I – Améliorer les conditions de financement des petites et moyennes entreprises

L’accès au financement, et en particulier au crédit bancaire, fait partie des difficultés régulièrement mentionnées par les chefs d’entreprise au stade de la création ou dans les toutes premières années d’exercice. Le gouvernement a déjà apporté une réponse à ces difficultés dans le cadre de la loi pour l’initiative économique en assouplissant les conditions de prêt aux entreprises (réforme de l’usure) et en mettant en place les fonds d’investissement de proximité. Mais il est apparaît nécessaire d’aller encore plus loin.

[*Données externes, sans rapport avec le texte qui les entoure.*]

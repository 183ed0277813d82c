use std::error::Error;
use std::sync::Arc;

use axum::Router;
use tokio::net::TcpListener;

use crate::app::{AppState, create_app};
use crate::config::{BAUD_RATE, Config};
use crate::listener::Listener;
use crate::messages::SerialLink;

pub mod app;
pub mod config;
pub mod error;
pub mod listener;
pub mod messages;
pub mod ports;

/// Open the necklace link, start the listener and serve the control page until shutdown
pub async fn run(config: Config) -> Result<(), Box<dyn Error>> {
    let port_path = ports::resolve_port(config.serial_port.as_deref())?;
    log::info!("Connecting to serial port {} at {} baud...", port_path, BAUD_RATE);

    let (sender, reader) = SerialLink::open(&port_path)?.split()?;

    let tcp = TcpListener::bind(config.address).await?;
    let listener = Listener::spawn(reader)?;

    let app = create_app(
        AppState {
            sender: Arc::new(sender),
        },
        &config.static_dir,
    );

    log::info!("Control page listening on http://{}", config.address);

    serve(tcp, app, listener, shutdown_signal()).await
}

/// Serve until `shutdown` resolves, then stop the listener off the async runtime.
/// The listener is stopped even when serving fails.
async fn serve<F>(
    tcp: TcpListener,
    app: Router,
    listener: Listener,
    shutdown: F,
) -> Result<(), Box<dyn Error>>
where
    F: Future<Output = ()> + Send + 'static,
{
    let served = axum::serve(tcp, app).with_graceful_shutdown(shutdown).await;

    log::info!("Shutting down serial listener...");
    tokio::task::spawn_blocking(move || listener.stop()).await?;
    served?;
    Ok(())
}

async fn shutdown_signal() {
    if let Err(e) = tokio::signal::ctrl_c().await {
        log::error!("Failed to listen for ctrl-c: {}", e);
        std::future::pending::<()>().await;
    }
}
use common::message::Command;
use serialport::SerialPort;
use std::io::{self, BufRead, BufReader, Read, Write};
use std::sync::Mutex;

use crate::config::{BAUD_RATE, READ_TIMEOUT};
use crate::error::LinkError;

/// Line delimiter byte for inbound device output
const LINE_DELIMITER: u8 = b'\n';

/// The open connection to the necklace bridge
pub struct SerialLink {
    port: Box<dyn SerialPort>,
}

impl SerialLink {
    /// Open the serial port at the bridge's fixed baud rate and read timeout
    pub fn open(port_path: &str) -> Result<Self, LinkError> {
        let port = serialport::new(port_path, BAUD_RATE)
            .timeout(READ_TIMEOUT)
            .open()
            .map_err(|source| LinkError::Open {
                path: port_path.to_string(),
                source,
            })?;

        Ok(Self { port })
    }

    /// Split into the writer used by request handlers and a cloned handle for the listener
    pub fn split(self) -> Result<(CommandSender, LineReader<Box<dyn SerialPort>>), LinkError> {
        let reader = self.port.try_clone().map_err(|source| LinkError::Open {
            path: self.port.name().unwrap_or_default(),
            source,
        })?;

        Ok((CommandSender::new(self.port), LineReader::new(reader)))
    }
}

/// Writes protocol lines to the device. Fire and forget, nothing is awaited.
pub struct CommandSender {
    writer: Mutex<Box<dyn Write + Send>>,
}

impl CommandSender {
    pub fn new<W: Write + Send + 'static>(writer: W) -> Self {
        Self {
            writer: Mutex::new(Box::new(writer)),
        }
    }

    /// Write one command line and flush it
    pub fn send(&self, command: &Command) -> Result<(), LinkError> {
        log::info!("Sending: {}", command);
        self.write_line(&command.to_line())
    }

    fn write_line(&self, line: &str) -> Result<(), LinkError> {
        let mut writer = self.writer.lock().map_err(|_| LinkError::LockPoisoned)?;
        writer.write_all(line.as_bytes())?;
        writer.flush()?;
        Ok(())
    }
}

/// Reads newline-delimited text from the device
pub struct LineReader<R> {
    inner: BufReader<R>,
    buffer: Vec<u8>,
}

impl<R: Read> LineReader<R> {
    pub fn new(inner: R) -> Self {
        Self {
            inner: BufReader::new(inner),
            buffer: Vec::new(),
        }
    }

    /// Read the next line.
    ///
    /// Returns `Ok(None)` when the read timed out, hit end of stream or the line was
    /// blank. Bytes of a line cut short by a timeout are kept for the next call.
    /// Invalid UTF-8 is replaced rather than rejected.
    pub fn read_line(&mut self) -> io::Result<Option<String>> {
        match self.inner.read_until(LINE_DELIMITER, &mut self.buffer) {
            Ok(0) => Ok(None),
            Ok(_) => {
                let line = String::from_utf8_lossy(&self.buffer).trim().to_string();
                self.buffer.clear();
                Ok(Some(line).filter(|line| !line.is_empty()))
            }
            Err(e) if e.kind() == io::ErrorKind::TimedOut => Ok(None),
            Err(e) => Err(e),
        }
    }
}
// Copyright (c) 2025 Geoffrey Huntley <ghuntley@ghuntley.com>. All rights reserved.
// SPDX-License-Identifier: Proprietary

//! Full pipeline against a mock ingestion server.

use std::io::Write;
use std::net::SocketAddr;
use std::time::Duration;

use faultline::{Agent, AgentConfig, Exception, ReportOutcome, RequestMeta};
use serde_json::Value;
use tempfile::NamedTempFile;
use wiremock::matchers::{header, method, path};
use wiremock::{Mock, MockServer, ResponseTemplate};

fn source_file(lines: usize) -> NamedTempFile {
	let mut file = NamedTempFile::new().unwrap();
	for i in 1..=lines {
		writeln!(file, "let step_{i} = {i};").unwrap();
	}
	file
}

async fn mock_endpoint(server: &MockServer, endpoint: &str) {
	Mock::given(method("POST"))
		.and(path(endpoint))
		.and(header("x-api-key", "ft_e2e_key"))
		.respond_with(ResponseTemplate::new(201))
		.expect(1)
		.mount(server)
		.await;
}

async fn received_body(server: &MockServer) -> Value {
	let requests = server.received_requests().await.unwrap();
	assert_eq!(requests.len(), 1);
	requests[0].body_json::<Value>().unwrap()
}

fn agent_for(server: &MockServer) -> Agent {
	let config = AgentConfig::new("proj_e2e", format!("{}/", server.uri()), "ft_e2e_key").unwrap();
	Agent::new(config).unwrap()
}

#[tokio::test(flavor = "multi_thread")]
async fn unhandled_exception_delivers_readable_contexts_only() {
	let server = MockServer::start().await;
	mock_endpoint(&server, "/api/errors").await;

	let first = source_file(20);
	let second = source_file(20);
	let stack = format!(
		"Error: checkout failed\n    at charge ({}:12:7)\n    at /nonexistent/faultline/billing.rs:40:3\n    at {}:1:1",
		first.path().display(),
		second.path().display()
	);
	let exception = Exception::new("Error", "checkout failed").with_stack(stack);

	let agent = agent_for(&server);
	let outcome = agent.report_fault(exception, false, None).await.unwrap();
	assert_eq!(outcome, ReportOutcome::Delivered);

	let body = received_body(&server).await;
	let data = &body["data"];
	assert_eq!(data["handled"], false);
	assert_eq!(data["project_id"], "proj_e2e");
	assert_eq!(data["error"]["name"], "Error");
	assert_eq!(data["error"]["message"], "checkout failed");

	let contexts = data["codeContexts"].as_array().unwrap();
	assert_eq!(contexts.len(), 2);
	assert_eq!(contexts[0]["file"], first.path().display().to_string());
	assert_eq!(contexts[0]["line"], 12);
	assert_eq!(contexts[0]["column"], 7);
	assert_eq!(
		contexts[0]["context"],
		(7..=17)
			.map(|i| format!("let step_{i} = {i};"))
			.collect::<Vec<_>>()
			.join("\n")
	);
	assert_eq!(contexts[1]["file"], second.path().display().to_string());
	assert_eq!(
		contexts[1]["context"],
		(1..=6)
			.map(|i| format!("let step_{i} = {i};"))
			.collect::<Vec<_>>()
			.join("\n")
	);

	let timestamp = data["timestamp"].as_str().unwrap();
	assert!(timestamp.ends_with('Z'));
	assert!(data.get("method").is_none());
	assert!(data.get("ip").is_none());
}

#[tokio::test(flavor = "multi_thread")]
async fn rejection_value_posts_to_rejections_endpoint() {
	let server = MockServer::start().await;
	mock_endpoint(&server, "/api/rejections").await;

	let agent = agent_for(&server);
	let outcome = agent
		.report_rejection(serde_json::json!(42), false, None)
		.await
		.unwrap();
	assert_eq!(outcome, ReportOutcome::Delivered);

	let body = received_body(&server).await;
	assert_eq!(body["data"]["value"], 42);
	assert_eq!(body["data"]["handled"], false);
	assert!(body["data"].get("error").is_none());
	assert!(body["data"].get("codeContexts").is_none());
}

#[tokio::test(flavor = "multi_thread")]
async fn request_scoped_report_carries_request_fields() {
	let server = MockServer::start().await;
	mock_endpoint(&server, "/api/errors").await;

	let request = http::Request::builder()
		.method("PUT")
		.uri("/orders/42?expand=items")
		.header("x-forwarded-for", "203.0.113.50, 10.0.0.1")
		.body(())
		.unwrap();
	let (parts, _) = request.into_parts();
	let peer: SocketAddr = "10.0.0.1:55000".parse().unwrap();
	let meta = RequestMeta::from_parts(&parts, Some(peer));

	let agent = agent_for(&server);
	agent
		.report_fault(Exception::new("Error", "conflict"), true, Some(meta))
		.await
		.unwrap();

	let body = received_body(&server).await;
	assert_eq!(body["data"]["method"], "PUT");
	assert_eq!(body["data"]["path"], "/orders/42");
	assert_eq!(body["data"]["ip"], "203.0.113.50");
	assert_eq!(body["data"]["handled"], true);
}

#[tokio::test(flavor = "multi_thread")]
async fn failing_endpoint_is_attempted_once() {
	let server = MockServer::start().await;
	Mock::given(method("POST"))
		.respond_with(ResponseTemplate::new(500))
		.expect(1)
		.mount(&server)
		.await;

	let agent = agent_for(&server);
	let exception = std::sync::Arc::new(Exception::new("Error", "ingest down"));

	let first = agent
		.report_fault(exception.clone(), false, None)
		.await
		.unwrap();
	let second = agent.report_fault(exception, false, None).await.unwrap();

	assert_eq!(first, ReportOutcome::Failed);
	assert_eq!(second, ReportOutcome::Duplicate);
	assert!(agent.flush(Duration::from_secs(5)));
}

Plusieurs dispositions sont ainsi envisagées comme l’exonération d’impôt pour les bénéfices mis en réserve, la création d’un prêt avec intéressement, le renforcement des capacités d’intervention du capital-investissement ou encore l’amélioration des dispositifs de garantie et de cautionnement mutuel.

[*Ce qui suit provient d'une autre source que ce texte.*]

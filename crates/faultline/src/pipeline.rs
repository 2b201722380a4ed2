// Copyright (c) 2025 Geoffrey Huntley <ghuntley@ghuntley.com>. All rights reserved.
// SPDX-License-Identifier: Proprietary

//! The capture → enrich → dedupe → deliver pipeline.
//!
//! Admission ([`Pipeline::screen`]) is synchronous so callers on any thread,
//! including a panicking one, claim an identity before the report is queued.
//! Delivery ([`Pipeline::deliver`]) is asynchronous and runs on the
//! dispatcher.

use std::sync::Arc;

use faultline_config::AgentConfig;
use faultline_core::{Fault, Report, RequestMeta};
use tracing::debug;

use crate::dedupe::DedupeRegistry;
use crate::enrich::Enricher;
use crate::transport::{DeliveryStatus, Endpoint, Reporter, Transport};

/// What happened to a fault handed to the pipeline.
#[derive(Debug, Clone, Copy, PartialEq, Eq)]
pub enum ReportOutcome {
	Delivered,
	/// Delivery was attempted and failed; the failure was logged.
	Failed,
	/// The exception identity was already reported.
	Duplicate,
	/// The fault came from the agent itself.
	Ignored,
}

impl From<DeliveryStatus> for ReportOutcome {
	fn from(status: DeliveryStatus) -> Self {
		match status {
			DeliveryStatus::Delivered => ReportOutcome::Delivered,
			DeliveryStatus::Failed => ReportOutcome::Failed,
		}
	}
}

pub struct Pipeline {
	enricher: Enricher,
	registry: DedupeRegistry,
	reporter: Reporter,
}

impl Pipeline {
	pub fn new(config: &AgentConfig, transport: Arc<dyn Transport>) -> Self {
		Self {
			enricher: Enricher::new(config),
			registry: DedupeRegistry::new(config.dedupe_capacity),
			reporter: Reporter::new(transport),
		}
	}

	pub fn registry(&self) -> &DedupeRegistry {
		&self.registry
	}

	/// Decide whether a fault may be delivered, claiming its identity if so.
	///
	/// Returns the final outcome for faults that must not be delivered.
	pub fn screen(&self, fault: &Fault) -> Option<ReportOutcome> {
		match fault {
			Fault::Exception(exception) if exception.is_internal() => {
				debug!(fault_id = %exception.id(), "ignoring internal agent fault");
				Some(ReportOutcome::Ignored)
			}
			Fault::Exception(exception) => {
				if self.registry.check_and_add(exception.id()) {
					None
				} else {
					debug!(fault_id = %exception.id(), "fault already reported");
					Some(ReportOutcome::Duplicate)
				}
			}
			Fault::Rejection(_) => None,
		}
	}

	/// Enrich and deliver a fault that has already passed [`Pipeline::screen`].
	pub async fn deliver(
		&self,
		fault: Fault,
		handled: bool,
		request: Option<RequestMeta>,
	) -> ReportOutcome {
		let report = match fault {
			Fault::Exception(exception) => Report::Error(
				self.enricher
					.enrich_exception(&exception, handled, request.as_ref())
					.await,
			),
			Fault::Rejection(value) => Report::Rejection(
				self.enricher
					.enrich_rejection(value, handled, request.as_ref())
					.await,
			),
		};

		let endpoint = Endpoint::for_report(&report);
		self.reporter.send(&report, endpoint).await.into()
	}

	/// Screen, enrich and deliver in one step.
	pub async fn report(
		&self,
		fault: Fault,
		handled: bool,
		request: Option<RequestMeta>,
	) -> ReportOutcome {
		if let Some(outcome) = self.screen(&fault) {
			return outcome;
		}
		self.deliver(fault, handled, request).await
	}
}
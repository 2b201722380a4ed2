// Copyright (c) 2025 Geoffrey Huntley <ghuntley@ghuntley.com>. All rights reserved.
// SPDX-License-Identifier: Proprietary

//! Error types for the agent.

use faultline_core::{Exception, Fault};
use thiserror::Error;

/// Name given to exceptions built from an [`AgentError`].
pub const INTERNAL_ERROR_NAME: &str = "FaultlineAgentError";

/// Result type alias for agent operations.
pub type Result<T> = std::result::Result<T, AgentError>;

/// Errors raised by the agent itself.
///
/// These never reach the host's fault channels as reportable faults: a panic
/// carrying one, or an exception built with [`AgentError::to_exception`], is
/// recognised by the hooks and ignored.
#[derive(Debug, Error)]
pub enum AgentError {
	/// HTTP request failed.
	#[error("HTTP request failed: {0}")]
	RequestFailed(#[from] reqwest::Error),

	/// Ingestion endpoint answered with a non-2xx status.
	#[error("server error (status {status}): {message}")]
	ServerError { status: u16, message: String },

	/// Failed to serialize a report.
	#[error("serialization error: {0}")]
	Serialization(#[from] serde_json::Error),

	/// `init` was called more than once.
	#[error("faultline agent is already initialized")]
	AlreadyInitialized,

	#[error("invalid configuration: {0}")]
	InvalidConfig(String),

	/// The background dispatcher has shut down.
	#[error("dispatcher is not running")]
	WorkerUnavailable,

	/// Failed to start the dispatcher thread or its runtime.
	#[error("runtime error: {0}")]
	Runtime(#[from] std::io::Error),
}

impl AgentError {
	/// Convert into an exception flagged as internal.
	pub fn to_exception(&self) -> Exception {
		Exception::internal(INTERNAL_ERROR_NAME, self.to_string())
	}
}

impl From<faultline_config::ConfigError> for AgentError {
	fn from(error: faultline_config::ConfigError) -> Self {
		AgentError::InvalidConfig(error.to_string())
	}
}

impl From<AgentError> for Fault {
	fn from(error: AgentError) -> Self {
		Fault::from(error.to_exception())
	}
}
// Copyright (c) 2025 Geoffrey Huntley <ghuntley@ghuntley.com>. All rights
// reserved. SPDX-License-Identifier: Proprietary

fn main() -> shadow_rs::SdResult<()> {
	let os = std::env::var("CARGO_CFG_TARGET_OS").unwrap();
	let arch = std::env::var("CARGO_CFG_TARGET_ARCH").unwrap();
	println!("cargo:rustc-env=FAULTLINE_PLATFORM={os}-{arch}");
	shadow_rs::new()
}
// Copyright (c) 2025 Geoffrey Huntley <ghuntley@ghuntley.com>. All rights reserved.
// SPDX-License-Identifier: Proprietary

//! HTTP request metadata for faults raised while serving a request.

use std::net::SocketAddr;

use http::HeaderMap;
use serde::{Deserialize, Serialize};

/// Sentinel reported when no client address can be determined.
pub const UNKNOWN_IP: &str = "unknown";

/// Request metadata supplied by request-scoped collaborators.
#[derive(Debug, Clone, Default, PartialEq, Eq, Serialize, Deserialize)]
pub struct RequestMeta {
	pub method: Option<String>,
	pub path: Option<String>,
	pub ip: Option<String>,
}

impl RequestMeta {
	pub fn new(method: impl Into<String>, path: impl Into<String>) -> Self {
		Self {
			method: Some(method.into()),
			path: Some(path.into()),
			ip: None,
		}
	}

	pub fn with_ip(mut self, ip: impl Into<String>) -> Self {
		self.ip = Some(ip.into());
		self
	}

	/// Build request metadata from HTTP request parts and the peer address.
	pub fn from_parts(parts: &http::request::Parts, peer: Option<SocketAddr>) -> Self {
		Self {
			method: Some(parts.method.as_str().to_string()),
			path: Some(parts.uri.path().to_string()),
			ip: Some(extract_client_ip(&parts.headers, peer)),
		}
	}
}

/// Extract the client IP for a request.
///
/// Checks in order:
/// 1. `X-Forwarded-For` (first address in the chain)
/// 2. the connection's peer address
/// 3. [`UNKNOWN_IP`]
pub fn extract_client_ip(headers: &HeaderMap, peer: Option<SocketAddr>) -> String {
	if let Some(xff) = headers.get("x-forwarded-for") {
		if let Ok(xff_str) = xff.to_str() {
			if let Some(first_ip) = xff_str.split(',').next() {
				let ip = first_ip.trim();
				if !ip.is_empty() {
					return ip.to_string();
				}
			}
		}
	}

	match peer {
		Some(addr) => addr.ip().to_string(),
		None => UNKNOWN_IP.to_string(),
	}
}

II – Conforter le développement des entreprises

Après le stade de la création, les entreprises rencontrent souvent des difficultés pour croître et se développer. Les cinq premières années constituent à cet égard une phase critique, période au-delà de laquelle le taux de défaillance n’est plus supérieur à la moyenne. Il apparaît donc nécessaire d’identifier les mesures susceptibles de prévenir les difficultés économiques et de conforter la croissance des PME.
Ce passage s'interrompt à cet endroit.